Problem description
Only lines holding the word "EnrollmentService" are wanted from the records; copy all of them.

____ Exercise data

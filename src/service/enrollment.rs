//! Enrollment, cancellation, check-ins and completion tracking.

use std::collections::BTreeSet;

use chrono::{DateTime, NaiveDate, Utc};

use super::{EngineContext, LeaderAssignment};
use crate::domain::{
    Actor, ApprovalStatus, CheckIn, CheckInId, DomainEvent, Enrollment, EnrollmentStatus,
    EnrollmentType, EventId, EventStatus, FeeModel, Outbox, UserId, completion_rate,
};
use crate::error::GatewayError;

/// Manages the (event, user) enrollment records of events.
#[derive(Debug, Clone)]
pub struct EnrollmentService {
    ctx: EngineContext,
}

impl EnrollmentService {
    /// Creates the service.
    #[must_use]
    pub fn new(ctx: EngineContext) -> Self {
        Self { ctx }
    }

    /// Enrolls `user_id` in an approved event that is open for enrollment.
    ///
    /// When a random-mode event reaches the auto-assign threshold with this
    /// enrollment, daily leaders are dealt out in the same unit.
    ///
    /// # Errors
    ///
    /// Returns [`GatewayError::StateConflict`] if the event is not approved
    /// or not enrolling, the user is already enrolled, or the event is full.
    pub async fn enroll(
        &self,
        event_id: EventId,
        user_id: UserId,
        enrollment_type: EnrollmentType,
    ) -> Result<Enrollment, GatewayError> {
        let entry_lock = self.ctx.registry.get(event_id).await?;
        let mut entry = entry_lock.write().await;

        if entry.event.approval_status != ApprovalStatus::Approved {
            return Err(GatewayError::StateConflict(
                "event has not been approved".to_string(),
            ));
        }
        if entry.event.status != EventStatus::Enrolling {
            return Err(GatewayError::StateConflict(
                "event is not open for enrollment".to_string(),
            ));
        }
        if entry.has_enrollment(user_id) {
            return Err(GatewayError::StateConflict(
                "user is already enrolled in this event".to_string(),
            ));
        }
        let participant = enrollment_type == EnrollmentType::Participant;
        let capacity = usize::try_from(entry.event.max_participants).unwrap_or(usize::MAX);
        if participant && entry.participant_count() >= capacity {
            return Err(GatewayError::StateConflict("event is full".to_string()));
        }

        let now = self.ctx.clock.now();
        let fee_paid = match (entry.event.fee_model, participant) {
            (FeeModel::Free, _) | (_, false) => 0,
            (FeeModel::Deposit | FeeModel::Paid, true) => entry.event.fee_amount,
        };
        let enrollment = Enrollment::new(event_id, user_id, enrollment_type, fee_paid, now);
        entry.insert_enrollment(enrollment.clone());

        let mut outbox = Outbox::new();
        outbox.stage(DomainEvent::EnrollmentCreated {
            event_id,
            enrollment_id: enrollment.id,
            user_id,
            fee_paid,
            timestamp: now,
        });
        let threshold = self.ctx.settings.auto_assign_threshold;
        if participant
            && entry.event.leaders_assigned_at.is_none()
            && entry.participant_count() == threshold
        {
            LeaderAssignment::assign_if_ready(&mut entry, threshold, now, &mut outbox);
        }
        drop(entry);
        outbox.commit(&self.ctx.event_bus);

        tracing::info!(%event_id, %user_id, ?enrollment_type, "user enrolled");
        Ok(enrollment)
    }

    /// Cancels the enrollment of `user_id` while the event is still enrolling.
    ///
    /// # Errors
    ///
    /// - [`GatewayError::Authorization`] unless the requester is the user or
    ///   an admin.
    /// - [`GatewayError::NotFound`] if the user is not enrolled.
    /// - [`GatewayError::StateConflict`] if the enrollment is not `Enrolled`
    ///   or the event has left the enrolling phase.
    pub async fn cancel(
        &self,
        event_id: EventId,
        user_id: UserId,
        requester: &Actor,
    ) -> Result<Enrollment, GatewayError> {
        if requester.user_id != user_id && !requester.is_admin() {
            return Err(GatewayError::Authorization(
                "only the enrolled user or an admin may cancel".to_string(),
            ));
        }
        let entry_lock = self.ctx.registry.get(event_id).await?;
        let mut entry = entry_lock.write().await;

        let handle = entry
            .enrollment(user_id)
            .ok_or_else(|| GatewayError::not_found("enrollment", user_id))?;
        let mut enrollment = handle.lock().await;
        if enrollment.status != EnrollmentStatus::Enrolled {
            return Err(GatewayError::StateConflict(format!(
                "enrollment is {:?}",
                enrollment.status
            )));
        }
        if entry.event.status != EventStatus::Enrolling {
            return Err(GatewayError::StateConflict(
                "enrollments can only be cancelled before the event starts".to_string(),
            ));
        }

        let now = self.ctx.clock.now();
        enrollment.status = EnrollmentStatus::Cancelled;
        enrollment.cancelled_at = Some(now);
        enrollment.fee_refunded = entry.event.fee_model.refund_on_cancel(enrollment.fee_paid);
        let cancelled = enrollment.clone();
        drop(enrollment);
        entry.mark_cancelled(user_id);
        drop(entry);

        let mut outbox = Outbox::new();
        outbox.stage(DomainEvent::EnrollmentCancelled {
            event_id,
            enrollment_id: cancelled.id,
            user_id,
            refund_amount: cancelled.fee_refunded,
            timestamp: now,
        });
        outbox.commit(&self.ctx.event_bus);

        tracing::info!(%event_id, %user_id, refund = cancelled.fee_refunded, "enrollment cancelled");
        Ok(cancelled)
    }

    /// Records a participant's check-in for `date` and refreshes their
    /// completion rate.
    ///
    /// # Errors
    ///
    /// - [`GatewayError::StateConflict`] if the event is not in progress,
    ///   `date` is not an activity day or lies in the future, or the user
    ///   already checked in that day.
    /// - [`GatewayError::Authorization`] if the user is not a participant.
    pub async fn check_in(
        &self,
        event_id: EventId,
        user_id: UserId,
        date: NaiveDate,
        note: Option<String>,
    ) -> Result<CheckIn, GatewayError> {
        let entry_lock = self.ctx.registry.get(event_id).await?;
        let entry = entry_lock.read().await;

        if entry.event.status != EventStatus::InProgress {
            return Err(GatewayError::StateConflict(
                "check-ins are only accepted while the event is in progress".to_string(),
            ));
        }
        let today = self.ctx.clock.today();
        if !entry.event.is_activity_day(date) || date > today {
            return Err(GatewayError::StateConflict(format!(
                "{date} is not a reading day open for check-in"
            )));
        }
        if !entry.is_participant(user_id) {
            return Err(GatewayError::Authorization(
                "only enrolled participants may check in".to_string(),
            ));
        }
        let handle = entry
            .enrollment(user_id)
            .ok_or_else(|| GatewayError::not_found("enrollment", user_id))?;

        let now = self.ctx.clock.now();
        let check_in = self
            .ctx
            .activity
            .record_check_in(CheckIn {
                id: CheckInId::new(),
                event_id,
                user_id,
                date,
                note,
                created_at: now,
            })
            .await?;

        let mut outbox = Outbox::new();
        outbox.stage(DomainEvent::CheckInRecorded {
            event_id,
            check_in_id: check_in.id,
            user_id,
            date,
            timestamp: now,
        });

        let required = entry.required_days();
        let threshold = entry.event.completion_threshold_percent;
        let mut enrollment = handle.lock().await;
        // Read under the enrollment lock so the last writer sees every recorded day.
        let days = self.ctx.activity.check_in_days(event_id, user_id).await;
        enrollment.check_in_count = enrollment.check_in_count.saturating_add(1);
        if recompute(&mut enrollment, &required, &days, threshold, now) {
            outbox.stage(completed_event(&enrollment, now));
        }
        drop(enrollment);
        drop(entry);
        outbox.commit(&self.ctx.event_bus);

        tracing::info!(%event_id, %user_id, %date, "check-in recorded");
        Ok(check_in)
    }

    /// Recomputes the completion rate of one enrollment.
    ///
    /// # Errors
    ///
    /// Returns [`GatewayError::NotFound`] for an unknown event or enrollment.
    pub async fn recompute_completion_rate(
        &self,
        event_id: EventId,
        user_id: UserId,
    ) -> Result<Enrollment, GatewayError> {
        let entry_lock = self.ctx.registry.get(event_id).await?;
        let entry = entry_lock.read().await;
        let handle = entry
            .enrollment(user_id)
            .ok_or_else(|| GatewayError::not_found("enrollment", user_id))?;

        let now = self.ctx.clock.now();
        let required = entry.required_days();
        let threshold = entry.event.completion_threshold_percent;

        let mut outbox = Outbox::new();
        let mut enrollment = handle.lock().await;
        let days = self.ctx.activity.check_in_days(event_id, user_id).await;
        if recompute(&mut enrollment, &required, &days, threshold, now) {
            outbox.stage(completed_event(&enrollment, now));
        }
        let result = enrollment.clone();
        drop(enrollment);
        drop(entry);
        outbox.commit(&self.ctx.event_bus);
        Ok(result)
    }

    /// Returns the enrollment of `user_id` in `event_id`.
    ///
    /// # Errors
    ///
    /// Returns [`GatewayError::NotFound`] for an unknown event or enrollment.
    pub async fn get(&self, event_id: EventId, user_id: UserId) -> Result<Enrollment, GatewayError> {
        let entry_lock = self.ctx.registry.get(event_id).await?;
        let entry = entry_lock.read().await;
        let handle = entry
            .enrollment(user_id)
            .ok_or_else(|| GatewayError::not_found("enrollment", user_id))?;
        let enrollment = handle.lock().await.clone();
        Ok(enrollment)
    }

    /// Returns every enrollment of the event in enrollment order.
    ///
    /// # Errors
    ///
    /// Returns [`GatewayError::NotFound`] for an unknown event.
    pub async fn list(&self, event_id: EventId) -> Result<Vec<Enrollment>, GatewayError> {
        let entry_lock = self.ctx.registry.get(event_id).await?;
        let entry = entry_lock.read().await;
        let mut enrollments = Vec::new();
        for handle in entry.enrollments() {
            enrollments.push(handle.lock().await.clone());
        }
        Ok(enrollments)
    }
}

/// Applies the rate for `days` over `required` to an active participant.
/// Returns `true` when the enrollment latched into `Completed`.
pub(crate) fn recompute(
    enrollment: &mut Enrollment,
    required: &[NaiveDate],
    days: &BTreeSet<NaiveDate>,
    threshold: u8,
    now: DateTime<Utc>,
) -> bool {
    if !enrollment.is_active_participant() {
        return false;
    }
    let covered = required.iter().filter(|d| days.contains(d)).count();
    let rate = completion_rate(covered, required.len());
    enrollment.apply_completion_rate(rate, threshold, now)
}

pub(crate) fn completed_event(enrollment: &Enrollment, now: DateTime<Utc>) -> DomainEvent {
    DomainEvent::EnrollmentCompleted {
        event_id: enrollment.event_id,
        enrollment_id: enrollment.id,
        user_id: enrollment.user_id,
        completion_rate_percent: enrollment.completion_rate_percent,
        timestamp: now,
    }
}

________

Response to this exercise
pub struct EnrollmentService {
impl EnrollmentService {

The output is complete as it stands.